Proyek yang dilaksanakan oleh konsorsium perusahaan, yaitu PT Sartonia Agung, PT Sangkuriang, PT Agro Bio Organik, dan PT Yudha Prahasta Mandiri Perkasa, melalui kuasa direktur Topik Hidayat, kini menghadapi masalah serius. Topik Hidayat, yang akrab disapa “Bang Komo,” mengungkapkan sejumlah persoalan administratif dan keuangan terkait pelaksanaan proyek ini.

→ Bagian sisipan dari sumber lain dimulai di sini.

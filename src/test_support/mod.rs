//! Test utilities shared across crate-level unit tests.

pub mod fake_store;
#[cfg(not(target_arch = "wasm32"))]
pub mod http;

pub use fake_store::FakeStore;
#[cfg(not(target_arch = "wasm32"))]
pub use http::start_mock_server;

Pekerjaan Diluar Kontrak dan Pengeluaran Tak Terencana
Menurut penuturan Topik Hidayat, pada awalnya dirinya diberi tugas untuk mengosongkan lahan yang ditempati oleh beberapa puluh orang penghuni. Selain itu, ia juga diminta untuk memberi “kadedeuh” (uang penghargaan) kepada penghuni yang terdampak, dengan biaya yang diperkirakan mencapai sekitar Rp 4 miliar, serta membayar uang kontrakan sebesar Rp 1,9 miliar. Hal ini, lanjutnya, tidak tercantum dalam surat perjanjian kerja (SPK). Ketika Hidayat mempertanyakan hal tersebut kepada Pejabat Pembuat Komitmen (PPK) yang bertanggung jawab atas proyek ini, Yuddi Muhammad Yusuf, SST, jawabannya adalah bahwa biaya tersebut akan dibayar pada tahap kedua pembangunan.
“Yuddi mengatakan bahwa itu adalah program dari Walikota (RK), dan pembayarannya akan dilakukan pada tahap berikutnya,” ujar Hidayat. Namun, meskipun dijanjikan demikian, pembayaran terkait biaya pengosongan lahan dan uang kadedeuh belum juga diterima.
Masalah Rekening dan Pencairan Dana Proyek
Permasalahan semakin kompleks ketika, menurut keterangan Hidayat, rekening yang awalnya disepakati antara dirinya dan PPK (Yuddi) di Bank BJB untuk mencairkan dana proyek, tiba-tiba dialihkan tanpa sepengetahuannya ke Bank Mandiri cabang Cimindi. Selain itu, rekening tersebut kini terdaftar atas nama DSP, yang menurut Hidayat adalah seseorang yang memiliki kedekatan dengan Walikota RK pada saat itu.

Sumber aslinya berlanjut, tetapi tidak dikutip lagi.